● INSTRUCTIONS FOR THE TASK:
Would you filter these records and copy every line that has the word "join"?
++++
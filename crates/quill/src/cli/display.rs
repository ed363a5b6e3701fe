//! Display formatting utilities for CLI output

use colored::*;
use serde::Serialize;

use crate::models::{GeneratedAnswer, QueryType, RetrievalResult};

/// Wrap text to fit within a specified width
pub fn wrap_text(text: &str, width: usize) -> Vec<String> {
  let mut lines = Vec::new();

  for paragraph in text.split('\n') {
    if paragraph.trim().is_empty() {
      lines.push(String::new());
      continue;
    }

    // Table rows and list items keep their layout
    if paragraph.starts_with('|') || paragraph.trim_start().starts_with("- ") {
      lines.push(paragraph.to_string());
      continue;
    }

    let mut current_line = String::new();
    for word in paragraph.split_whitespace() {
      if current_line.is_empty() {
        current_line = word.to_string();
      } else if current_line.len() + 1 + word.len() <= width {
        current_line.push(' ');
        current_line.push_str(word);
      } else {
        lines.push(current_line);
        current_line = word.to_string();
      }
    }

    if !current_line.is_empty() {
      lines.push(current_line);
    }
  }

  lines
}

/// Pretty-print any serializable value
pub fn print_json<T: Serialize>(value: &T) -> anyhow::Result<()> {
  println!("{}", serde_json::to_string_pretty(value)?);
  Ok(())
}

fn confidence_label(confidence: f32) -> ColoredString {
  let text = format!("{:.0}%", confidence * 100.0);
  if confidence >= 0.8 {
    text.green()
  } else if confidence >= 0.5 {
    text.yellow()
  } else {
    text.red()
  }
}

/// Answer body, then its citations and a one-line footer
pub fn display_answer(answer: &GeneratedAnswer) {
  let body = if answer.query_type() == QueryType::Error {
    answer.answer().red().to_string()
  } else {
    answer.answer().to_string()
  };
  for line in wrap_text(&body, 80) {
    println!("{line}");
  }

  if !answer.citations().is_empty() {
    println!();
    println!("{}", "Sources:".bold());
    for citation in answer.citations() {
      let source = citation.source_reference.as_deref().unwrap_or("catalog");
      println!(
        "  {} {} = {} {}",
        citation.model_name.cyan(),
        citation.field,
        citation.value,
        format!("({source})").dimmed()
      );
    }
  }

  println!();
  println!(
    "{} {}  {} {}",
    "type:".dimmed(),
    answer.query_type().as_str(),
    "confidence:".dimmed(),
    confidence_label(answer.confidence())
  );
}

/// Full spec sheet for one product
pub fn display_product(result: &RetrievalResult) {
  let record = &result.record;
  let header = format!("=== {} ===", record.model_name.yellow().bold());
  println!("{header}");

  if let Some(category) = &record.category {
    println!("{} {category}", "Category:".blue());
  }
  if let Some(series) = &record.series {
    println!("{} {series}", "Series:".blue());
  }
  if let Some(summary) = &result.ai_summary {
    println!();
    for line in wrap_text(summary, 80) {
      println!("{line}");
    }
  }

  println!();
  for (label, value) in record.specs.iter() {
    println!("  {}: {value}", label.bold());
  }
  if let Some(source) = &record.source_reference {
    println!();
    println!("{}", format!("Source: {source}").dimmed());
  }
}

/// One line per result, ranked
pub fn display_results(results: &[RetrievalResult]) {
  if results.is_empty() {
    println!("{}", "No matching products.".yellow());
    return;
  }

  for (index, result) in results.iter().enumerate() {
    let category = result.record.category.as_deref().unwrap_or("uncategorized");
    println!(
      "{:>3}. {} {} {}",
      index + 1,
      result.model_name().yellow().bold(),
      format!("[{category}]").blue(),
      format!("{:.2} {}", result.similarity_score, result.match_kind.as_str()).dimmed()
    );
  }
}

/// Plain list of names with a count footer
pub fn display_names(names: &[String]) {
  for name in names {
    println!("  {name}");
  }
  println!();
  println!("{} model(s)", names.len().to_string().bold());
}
++++
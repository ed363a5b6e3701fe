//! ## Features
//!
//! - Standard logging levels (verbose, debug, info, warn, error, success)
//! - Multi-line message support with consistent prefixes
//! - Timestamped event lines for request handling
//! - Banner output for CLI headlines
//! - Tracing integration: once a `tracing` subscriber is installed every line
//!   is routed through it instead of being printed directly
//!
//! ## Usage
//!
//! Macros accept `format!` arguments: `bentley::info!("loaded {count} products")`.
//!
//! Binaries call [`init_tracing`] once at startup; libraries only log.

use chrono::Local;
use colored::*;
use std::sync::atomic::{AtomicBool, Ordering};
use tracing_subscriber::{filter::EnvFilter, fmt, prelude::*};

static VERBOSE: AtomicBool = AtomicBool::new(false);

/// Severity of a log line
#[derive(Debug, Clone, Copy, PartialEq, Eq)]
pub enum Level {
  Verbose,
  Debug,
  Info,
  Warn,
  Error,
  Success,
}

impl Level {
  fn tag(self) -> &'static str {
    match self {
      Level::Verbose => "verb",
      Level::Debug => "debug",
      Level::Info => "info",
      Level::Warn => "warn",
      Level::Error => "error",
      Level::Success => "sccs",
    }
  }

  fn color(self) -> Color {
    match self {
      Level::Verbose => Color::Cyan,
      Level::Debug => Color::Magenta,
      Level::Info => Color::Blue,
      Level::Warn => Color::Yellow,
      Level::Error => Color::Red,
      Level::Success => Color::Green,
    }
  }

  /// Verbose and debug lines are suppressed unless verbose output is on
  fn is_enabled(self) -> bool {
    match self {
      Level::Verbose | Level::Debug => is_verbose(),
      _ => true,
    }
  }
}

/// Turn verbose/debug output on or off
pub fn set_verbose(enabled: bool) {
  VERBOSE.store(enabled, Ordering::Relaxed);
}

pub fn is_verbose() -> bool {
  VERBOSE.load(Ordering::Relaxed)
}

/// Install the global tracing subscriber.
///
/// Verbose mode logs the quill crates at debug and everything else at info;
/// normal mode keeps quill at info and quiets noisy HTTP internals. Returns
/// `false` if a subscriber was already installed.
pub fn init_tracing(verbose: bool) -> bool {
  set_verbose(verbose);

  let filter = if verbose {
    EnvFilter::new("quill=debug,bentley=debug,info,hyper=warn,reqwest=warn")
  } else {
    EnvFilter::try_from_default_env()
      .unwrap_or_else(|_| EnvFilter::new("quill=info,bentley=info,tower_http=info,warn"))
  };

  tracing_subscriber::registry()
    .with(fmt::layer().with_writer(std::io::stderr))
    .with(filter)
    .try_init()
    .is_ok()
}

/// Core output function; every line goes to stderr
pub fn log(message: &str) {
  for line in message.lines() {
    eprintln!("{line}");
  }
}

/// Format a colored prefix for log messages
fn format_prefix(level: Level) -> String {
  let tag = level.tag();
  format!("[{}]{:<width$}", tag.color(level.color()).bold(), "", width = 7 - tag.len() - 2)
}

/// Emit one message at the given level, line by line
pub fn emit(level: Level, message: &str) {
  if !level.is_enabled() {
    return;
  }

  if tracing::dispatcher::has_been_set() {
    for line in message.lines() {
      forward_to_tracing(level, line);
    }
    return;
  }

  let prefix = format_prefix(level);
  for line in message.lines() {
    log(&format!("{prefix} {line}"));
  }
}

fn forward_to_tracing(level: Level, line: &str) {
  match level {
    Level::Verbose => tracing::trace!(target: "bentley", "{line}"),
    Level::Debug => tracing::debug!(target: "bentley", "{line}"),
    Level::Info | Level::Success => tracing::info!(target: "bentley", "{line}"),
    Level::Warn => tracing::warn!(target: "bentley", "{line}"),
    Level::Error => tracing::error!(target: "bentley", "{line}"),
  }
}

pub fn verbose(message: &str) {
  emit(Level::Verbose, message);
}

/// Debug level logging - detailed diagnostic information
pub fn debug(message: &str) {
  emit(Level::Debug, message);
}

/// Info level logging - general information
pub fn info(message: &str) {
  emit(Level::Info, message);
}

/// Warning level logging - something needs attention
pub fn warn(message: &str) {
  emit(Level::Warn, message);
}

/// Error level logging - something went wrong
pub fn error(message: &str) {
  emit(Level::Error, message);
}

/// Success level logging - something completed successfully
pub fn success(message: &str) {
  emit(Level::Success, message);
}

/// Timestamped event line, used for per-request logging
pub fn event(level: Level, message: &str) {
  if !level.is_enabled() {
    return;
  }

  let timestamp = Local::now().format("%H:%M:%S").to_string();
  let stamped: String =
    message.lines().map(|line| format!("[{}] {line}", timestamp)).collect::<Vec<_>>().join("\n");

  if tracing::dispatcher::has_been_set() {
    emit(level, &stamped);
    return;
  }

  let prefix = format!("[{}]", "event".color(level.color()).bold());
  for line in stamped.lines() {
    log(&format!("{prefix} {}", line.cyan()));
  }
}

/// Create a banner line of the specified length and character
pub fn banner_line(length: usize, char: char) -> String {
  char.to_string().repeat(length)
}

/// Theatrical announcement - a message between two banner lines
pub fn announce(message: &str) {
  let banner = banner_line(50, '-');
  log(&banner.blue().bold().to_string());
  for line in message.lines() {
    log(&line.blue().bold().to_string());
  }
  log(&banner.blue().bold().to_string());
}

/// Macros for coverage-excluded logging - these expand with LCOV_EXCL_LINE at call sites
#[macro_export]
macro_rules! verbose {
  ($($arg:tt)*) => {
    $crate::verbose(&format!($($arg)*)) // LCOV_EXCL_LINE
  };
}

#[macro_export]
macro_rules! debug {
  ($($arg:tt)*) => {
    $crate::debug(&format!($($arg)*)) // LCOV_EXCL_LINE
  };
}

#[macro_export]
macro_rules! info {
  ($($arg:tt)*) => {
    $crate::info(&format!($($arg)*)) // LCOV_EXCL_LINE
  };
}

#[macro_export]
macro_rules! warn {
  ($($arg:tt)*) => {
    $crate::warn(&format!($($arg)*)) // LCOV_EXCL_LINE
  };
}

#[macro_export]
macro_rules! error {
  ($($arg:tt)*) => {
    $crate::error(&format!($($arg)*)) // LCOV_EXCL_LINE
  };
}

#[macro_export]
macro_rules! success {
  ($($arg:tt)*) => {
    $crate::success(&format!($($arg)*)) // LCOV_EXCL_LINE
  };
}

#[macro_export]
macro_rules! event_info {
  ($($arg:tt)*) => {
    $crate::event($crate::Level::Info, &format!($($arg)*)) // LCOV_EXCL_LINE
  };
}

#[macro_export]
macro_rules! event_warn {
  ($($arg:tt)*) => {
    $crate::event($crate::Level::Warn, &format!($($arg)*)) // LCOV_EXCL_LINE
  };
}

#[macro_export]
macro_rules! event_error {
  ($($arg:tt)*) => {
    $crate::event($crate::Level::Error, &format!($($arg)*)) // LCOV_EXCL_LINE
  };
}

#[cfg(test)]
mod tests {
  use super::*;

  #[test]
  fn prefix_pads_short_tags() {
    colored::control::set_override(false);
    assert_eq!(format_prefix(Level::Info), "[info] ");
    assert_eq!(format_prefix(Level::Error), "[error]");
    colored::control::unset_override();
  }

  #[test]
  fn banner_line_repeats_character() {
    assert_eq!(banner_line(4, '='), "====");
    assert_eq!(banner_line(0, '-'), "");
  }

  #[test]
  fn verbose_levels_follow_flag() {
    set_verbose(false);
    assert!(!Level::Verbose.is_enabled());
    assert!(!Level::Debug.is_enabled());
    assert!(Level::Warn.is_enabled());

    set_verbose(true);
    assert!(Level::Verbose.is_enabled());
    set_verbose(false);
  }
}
++++
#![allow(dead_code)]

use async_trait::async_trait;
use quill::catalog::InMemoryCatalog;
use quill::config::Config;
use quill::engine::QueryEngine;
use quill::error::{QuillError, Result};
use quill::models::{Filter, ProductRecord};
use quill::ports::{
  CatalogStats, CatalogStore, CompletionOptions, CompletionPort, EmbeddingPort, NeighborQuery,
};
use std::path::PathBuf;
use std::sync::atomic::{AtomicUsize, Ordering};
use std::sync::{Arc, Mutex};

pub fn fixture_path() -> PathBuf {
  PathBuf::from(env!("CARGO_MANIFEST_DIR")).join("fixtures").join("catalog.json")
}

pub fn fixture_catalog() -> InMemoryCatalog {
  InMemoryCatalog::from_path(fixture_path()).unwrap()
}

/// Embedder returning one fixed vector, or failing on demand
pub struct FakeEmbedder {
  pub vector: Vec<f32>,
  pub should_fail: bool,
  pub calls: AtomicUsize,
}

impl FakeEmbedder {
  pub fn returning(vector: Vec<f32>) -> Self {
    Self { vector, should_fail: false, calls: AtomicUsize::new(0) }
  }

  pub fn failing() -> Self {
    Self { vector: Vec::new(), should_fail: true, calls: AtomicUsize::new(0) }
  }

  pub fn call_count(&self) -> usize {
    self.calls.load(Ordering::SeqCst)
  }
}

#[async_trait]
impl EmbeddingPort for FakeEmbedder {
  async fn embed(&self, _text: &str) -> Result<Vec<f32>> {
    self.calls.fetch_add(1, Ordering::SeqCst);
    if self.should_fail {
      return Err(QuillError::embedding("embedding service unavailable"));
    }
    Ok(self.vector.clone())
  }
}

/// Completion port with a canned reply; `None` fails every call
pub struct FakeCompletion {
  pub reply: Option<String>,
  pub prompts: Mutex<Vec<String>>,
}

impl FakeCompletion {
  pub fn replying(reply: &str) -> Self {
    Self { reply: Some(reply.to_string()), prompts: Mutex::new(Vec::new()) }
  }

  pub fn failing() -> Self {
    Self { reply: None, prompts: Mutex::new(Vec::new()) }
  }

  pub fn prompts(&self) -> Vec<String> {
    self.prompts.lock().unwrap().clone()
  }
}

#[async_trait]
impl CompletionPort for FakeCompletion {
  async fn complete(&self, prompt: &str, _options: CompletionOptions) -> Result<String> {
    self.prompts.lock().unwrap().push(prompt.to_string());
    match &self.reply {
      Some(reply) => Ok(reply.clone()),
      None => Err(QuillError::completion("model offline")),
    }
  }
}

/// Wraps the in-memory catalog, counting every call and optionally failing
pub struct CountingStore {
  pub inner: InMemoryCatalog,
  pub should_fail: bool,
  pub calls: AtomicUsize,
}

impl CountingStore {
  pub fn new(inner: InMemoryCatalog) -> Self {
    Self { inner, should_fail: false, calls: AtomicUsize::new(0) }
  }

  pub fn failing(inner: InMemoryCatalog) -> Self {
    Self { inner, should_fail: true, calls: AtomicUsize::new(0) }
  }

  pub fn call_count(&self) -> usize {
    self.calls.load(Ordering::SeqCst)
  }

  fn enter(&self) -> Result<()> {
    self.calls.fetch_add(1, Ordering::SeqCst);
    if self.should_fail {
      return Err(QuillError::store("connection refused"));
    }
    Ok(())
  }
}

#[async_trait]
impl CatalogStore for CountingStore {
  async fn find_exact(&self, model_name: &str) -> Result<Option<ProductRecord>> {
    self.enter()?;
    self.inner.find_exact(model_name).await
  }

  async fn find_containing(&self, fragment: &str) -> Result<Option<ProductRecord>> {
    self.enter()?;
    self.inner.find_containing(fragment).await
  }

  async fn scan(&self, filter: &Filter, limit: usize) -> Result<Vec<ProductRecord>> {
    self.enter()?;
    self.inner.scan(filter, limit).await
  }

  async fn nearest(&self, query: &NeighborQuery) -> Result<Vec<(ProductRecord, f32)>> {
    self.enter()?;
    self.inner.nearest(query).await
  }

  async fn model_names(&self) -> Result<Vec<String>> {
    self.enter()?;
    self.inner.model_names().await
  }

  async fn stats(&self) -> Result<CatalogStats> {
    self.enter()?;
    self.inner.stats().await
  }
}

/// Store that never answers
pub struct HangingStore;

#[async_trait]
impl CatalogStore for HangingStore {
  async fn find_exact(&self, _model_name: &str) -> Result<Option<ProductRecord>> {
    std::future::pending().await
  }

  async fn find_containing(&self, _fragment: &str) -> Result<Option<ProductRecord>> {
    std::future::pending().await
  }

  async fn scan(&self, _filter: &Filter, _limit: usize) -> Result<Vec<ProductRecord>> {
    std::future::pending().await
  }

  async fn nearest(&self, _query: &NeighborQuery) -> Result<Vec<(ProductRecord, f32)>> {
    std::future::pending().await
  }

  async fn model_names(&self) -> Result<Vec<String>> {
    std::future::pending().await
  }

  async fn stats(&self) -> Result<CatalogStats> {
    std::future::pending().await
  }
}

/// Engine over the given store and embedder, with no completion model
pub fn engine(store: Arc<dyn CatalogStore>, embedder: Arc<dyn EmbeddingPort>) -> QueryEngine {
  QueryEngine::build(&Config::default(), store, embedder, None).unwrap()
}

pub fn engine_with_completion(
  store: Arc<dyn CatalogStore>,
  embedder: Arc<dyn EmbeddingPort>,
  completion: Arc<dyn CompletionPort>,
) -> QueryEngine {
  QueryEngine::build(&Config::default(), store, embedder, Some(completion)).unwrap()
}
++++
● OUTPUT FOR THIS TASK:
    message.lines().map(|line| format!("[{}] {line}", timestamp)).collect::<Vec<_>>().join("\n");
  PathBuf::from(env!("CARGO_MANIFEST_DIR")).join("fixtures").join("catalog.json")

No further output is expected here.